ASSIGNMENT —
Retype the material exactly, ending with the line containing "pub fn default_dir(&self)".

SOURCE MATERIAL —

//! Filesystem checks behind [`Status`].

use std::collections::HashMap;
use std::fs;
use std::io;
use std::path::{Path, PathBuf};

use tracing::{debug, trace};

use super::Status;
use crate::catalog::{Entry, Group, Item};
use crate::error::{SyncError, SyncResult};

/// Computes status and memoizes item results for the default directory.
#[derive(Debug)]
pub struct StatusResolver {
    default_dir: PathBuf,
    cache: HashMap<String, Status>,
}

impl StatusResolver {
    pub fn new(default_dir: impl Into<PathBuf>) -> Self {
        Self {
            default_dir: default_dir.into(),
            cache: HashMap::new(),
        }
    }

    pub fn default_dir(&self) -> &Path {
        &self.default_dir
    }

    /// Changes the default directory, dropping every cached result.
    pub fn set_default_dir(&mut self, dir: impl Into<PathBuf>) {
        self.default_dir = dir.into();
        self.cache.clear();
    }

    /// Forgets one cached item, or everything when `id` is `None`.
    pub fn clear_cache(&mut self, id: Option<&str>) {
        match id {
            Some(id) => {
                self.cache.remove(id);
            }
            None => self.cache.clear(),
        }
    }

    /// Number of memoized item results.
    pub fn cached(&self) -> usize {
        self.cache.len()
    }

    /// Status of an entry in `dir` (the default directory when `None`).
    pub fn status(&mut self, entry: &Entry, dir: Option<&Path>) -> SyncResult<Status> {
        match entry {
            Entry::Item(item) => self.item_status(item, dir),
            Entry::Group(group) => self.group_status(group, dir),
        }
    }

    pub fn item_status(&mut self, item: &Item, dir: Option<&Path>) -> SyncResult<Status> {
        let cacheable = dir.map_or(true, |d| d == self.default_dir);
        if cacheable {
            if let Some(status) = self.cache.get(&item.id) {
                return Ok(*status);
            }
        }

        let root = dir.unwrap_or(&self.default_dir);
        let status = compute_item_status(item, root)?;
        trace!(id = %item.id, status = %status, "Computed status");
        if cacheable {
            self.cache.insert(item.id.clone(), status);
        }
        Ok(status)
    }

    pub fn group_status(&mut self, group: &Group, dir: Option<&Path>) -> SyncResult<Status> {
        let mut statuses = Vec::with_capacity(group.children.len());
        for child in &group.children {
            statuses.push(self.status(child, dir)?);
        }
        Ok(Status::aggregate(statuses))
    }
}

/// Compare an item's files under `root` with what the catalog expects.
pub fn compute_item_status(item: &Item, root: &Path) -> SyncResult<Status> {
    let path = item.path(root);
    let meta = match fs::metadata(&path) {
        Ok(meta) => meta,
        Err(e) if e.kind() == io::ErrorKind::NotFound => return Ok(Status::NotInstalled),
        Err(source) => return Err(SyncError::ReadFailed { path, source }),
    };

    if meta.len() != item.size {
        debug!(
            id = %item.id,
            expected = item.size,
            actual = meta.len(),
            "Downloaded file size differs"
        );
        return Ok(Status::Stale);
    }

    let Some(expanded) = item.expanded_dir(root) else {
        return Ok(Status::Installed);
    };

    match fs::metadata(&expanded) {
        Err(e) if e.kind() == io::ErrorKind::NotFound => Ok(Status::Installed),
        Err(source) => Err(SyncError::ReadFailed {
            path: expanded,
            source,
        }),
        Ok(meta) if !meta.is_dir() => Ok(Status::Stale),
        Ok(_) => {
            let total = directory_size(&expanded)?;
            if total == item.unzipped_size {
                Ok(Status::Installed)
            } else {
                debug!(
                    id = %item.id,
                    expected = item.unzipped_size,
                    actual = total,
                    "Expanded contents differ"
                );
                Ok(Status::Stale)
            }
        }
    }
}

/// Total size in bytes of all files below `dir`.
pub fn directory_size(dir: &Path) -> SyncResult<u64> {
    let read_failed = |source| SyncError::ReadFailed {
        path: dir.to_path_buf(),
        source,
    };

    let mut total = 0;
    for entry in fs::read_dir(dir).map_err(read_failed)? {
        let entry = entry.map_err(read_failed)?;
        let path = entry.path();
        let meta = fs::metadata(&path).map_err(|source| SyncError::ReadFailed {
            path: path.clone(),
            source,
        })?;
        if meta.is_dir() {
            total += directory_size(&path)?;
        } else {
            total += meta.len();
        }
    }
    Ok(total)
}
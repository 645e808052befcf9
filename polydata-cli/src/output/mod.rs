//! Terminal output: event reporting and the retry prompt.

mod prompt;
mod reporter;

pub use prompt::{action_for, PromptPolicy, CHOICES};
pub use reporter::{status_line, ConsoleReporter, LINE_PREFIX};
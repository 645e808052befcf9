//! Default download directory resolution.

use std::path::{Path, PathBuf};

use crate::error::{SyncError, SyncResult};

/// Name of the per-user data directory created under the home directory.
pub const DATA_DIR_NAME: &str = "polyglot_data";

/// System-wide locations checked, in order, before falling back to the
/// home directory.
pub const SYSTEM_DATA_DIRS: &[&str] = &[
    "/usr/share/polyglot_data",
    "/usr/local/share/polyglot_data",
    "/usr/lib/polyglot_data",
    "/usr/local/lib/polyglot_data",
];

/// The first existing, writable system location, else `<home>/polyglot_data`.
pub fn default_download_dir() -> SyncResult<PathBuf> {
    let candidates: Vec<PathBuf> = SYSTEM_DATA_DIRS.iter().map(PathBuf::from).collect();
    resolve_download_dir(&candidates, dirs::home_dir())
}

/// Pick a download directory from explicit candidates and a home directory.
pub fn resolve_download_dir(candidates: &[PathBuf], home: Option<PathBuf>) -> SyncResult<PathBuf> {
    if let Some(dir) = candidates.iter().find(|d| d.is_dir() && is_writable(d)) {
        return Ok(dir.clone());
    }
    home.map(|h| h.join(DATA_DIR_NAME)).ok_or_else(|| {
        SyncError::Configuration("could not find a default download directory".to_string())
    })
}

/// Whether the current user may create files in `path`.
#[cfg(unix)]
pub fn is_writable(path: &Path) -> bool {
    use std::ffi::CString;
    use std::os::unix::ffi::OsStrExt;

    let Ok(c_path) = CString::new(path.as_os_str().as_bytes()) else {
        return false;
    };
    // SAFETY: c_path is a valid NUL-terminated string for the duration of the call.
    unsafe { libc::access(c_path.as_ptr(), libc::W_OK) == 0 }
}

/// Whether the current user may create files in `path`.
#[cfg(not(unix))]
pub fn is_writable(path: &Path) -> bool {
    path.metadata()
        .map(|m| !m.permissions().readonly())
        .unwrap_or(false)
}
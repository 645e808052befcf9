//! The download progress protocol.
//!
//! [`DownloadStream`] turns a download request into an ordered sequence of
//! [`Event`]s. Consumers pull events one at a time; nothing runs between
//! calls to `next`.

mod event;
mod stream;

pub use event::Event;
pub use stream::DownloadStream;
//! CLI error type.

use std::fmt;

use polydata::config::ConfigError;
use polydata::SyncError;

/// Errors surfaced to the user by CLI commands.
#[derive(Debug)]
pub enum CliError {
    /// Bad configuration or arguments.
    Config(String),
    /// An engine operation failed.
    Engine(SyncError),
    /// A download stopped at the first error.
    Halted,
}

impl fmt::Display for CliError {
    fn fmt(&self, f: &mut fmt::Formatter<'_>) -> fmt::Result {
        match self {
            CliError::Config(msg) => write!(f, "{}", msg),
            CliError::Engine(e) => write!(f, "{}", e),
            CliError::Halted => write!(f, "download halted after an error"),
        }
    }
}

impl std::error::Error for CliError {
    fn source(&self) -> Option<&(dyn std::error::Error + 'static)> {
        match self {
            CliError::Engine(e) => Some(e),
            _ => None,
        }
    }
}

impl From<SyncError> for CliError {
    fn from(e: SyncError) -> Self {
        CliError::Engine(e)
    }
}

impl From<ConfigError> for CliError {
    fn from(e: ConfigError) -> Self {
        CliError::Config(e.to_string())
    }
}

impl CliError {
    /// Process exit code for this error.
    pub fn exit_code(&self) -> i32 {
        match self {
            CliError::Config(_) => 2,
            CliError::Halted => 3,
            CliError::Engine(_) => 1,
        }
    }
}
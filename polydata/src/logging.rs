//! Logging setup for binaries built on the engine.
//!
//! The library itself only emits `tracing` events. [`init_logging`] installs
//! a subscriber writing to stderr and, optionally, to a daily-rolling file.
//! `RUST_LOG` overrides the default level.

use std::fs;
use std::path::{Path, PathBuf};

use thiserror::Error;
use tracing_appender::non_blocking::WorkerGuard;
use tracing_subscriber::fmt::time::LocalTime;
use tracing_subscriber::layer::SubscriberExt;
use tracing_subscriber::util::SubscriberInitExt;
use tracing_subscriber::{fmt, EnvFilter, Layer};

/// Prefix of rolled log file names.
pub const LOG_FILE_PREFIX: &str = "polydata.log";

/// Errors raised while installing the subscriber.
#[derive(Debug, Error)]
pub enum LoggingError {
    #[error("failed to create log directory {}: {source}", path.display())]
    Directory {
        path: PathBuf,
        source: std::io::Error,
    },

    #[error("failed to install log subscriber: {0}")]
    Install(String),
}

/// Keeps the background file writer alive; logs are flushed on drop.
#[must_use = "dropping the guard stops file logging"]
pub struct LoggingGuard {
    _file: Option<WorkerGuard>,
}

/// Install the global subscriber.
///
/// `default_level` applies when `RUST_LOG` is unset (e.g. `"info"`,
/// `"polydata=debug"`). When `log_dir` is given, events are also written to
/// `<log_dir>/polydata.log.<date>` without ANSI colors.
pub fn init_logging(default_level: &str, log_dir: Option<&Path>) -> Result<LoggingGuard, LoggingError> {
    let filter = || EnvFilter::try_from_default_env().unwrap_or_else(|_| EnvFilter::new(default_level));

    let stderr = fmt::layer()
        .with_writer(std::io::stderr)
        .with_target(false)
        .with_timer(LocalTime::rfc_3339())
        .with_filter(filter());

    let (file, guard) = match log_dir {
        Some(dir) => {
            fs::create_dir_all(dir).map_err(|source| LoggingError::Directory {
                path: dir.to_path_buf(),
                source,
            })?;
            let appender = tracing_appender::rolling::daily(dir, LOG_FILE_PREFIX);
            let (writer, guard) = tracing_appender::non_blocking(appender);
            let layer = fmt::layer()
                .with_writer(writer)
                .with_ansi(false)
                .with_timer(LocalTime::rfc_3339())
                .with_filter(filter());
            (Some(layer), Some(guard))
        }
        None => (None, None),
    };

    tracing_subscriber::registry()
        .with(stderr)
        .with(file)
        .try_init()
        .map_err(|e| LoggingError::Install(e.to_string()))?;

    Ok(LoggingGuard { _file: guard })
}

#[cfg(test)]
mod tests {
    use super::*;
    use tempfile::TempDir;

    #[test]
    fn test_unwritable_log_dir_is_reported() {
        let temp = TempDir::new().unwrap();
        let blocker = temp.path().join("file");
        fs::write(&blocker, b"x").unwrap();

        let result = init_logging("info", Some(&blocker.join("logs")));
        assert!(matches!(result, Err(LoggingError::Directory { .. })));
    }
}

WRITTEN ANSWER —
//! Filesystem checks behind [`Status`].

use std::collections::HashMap;
use std::fs;
use std::io;
use std::path::{Path, PathBuf};

use tracing::{debug, trace};

use super::Status;
use crate::catalog::{Entry, Group, Item};
use crate::error::{SyncError, SyncResult};

/// Computes status and memoizes item results for the default directory.
#[derive(Debug)]
pub struct StatusResolver {
    default_dir: PathBuf,
    cache: HashMap<String, Status>,
}

impl StatusResolver {
    pub fn new(default_dir: impl Into<PathBuf>) -> Self {
        Self {
            default_dir: default_dir.into(),
            cache: HashMap::new(),
        }
    }

    pub fn default_dir(&self) -> &Path {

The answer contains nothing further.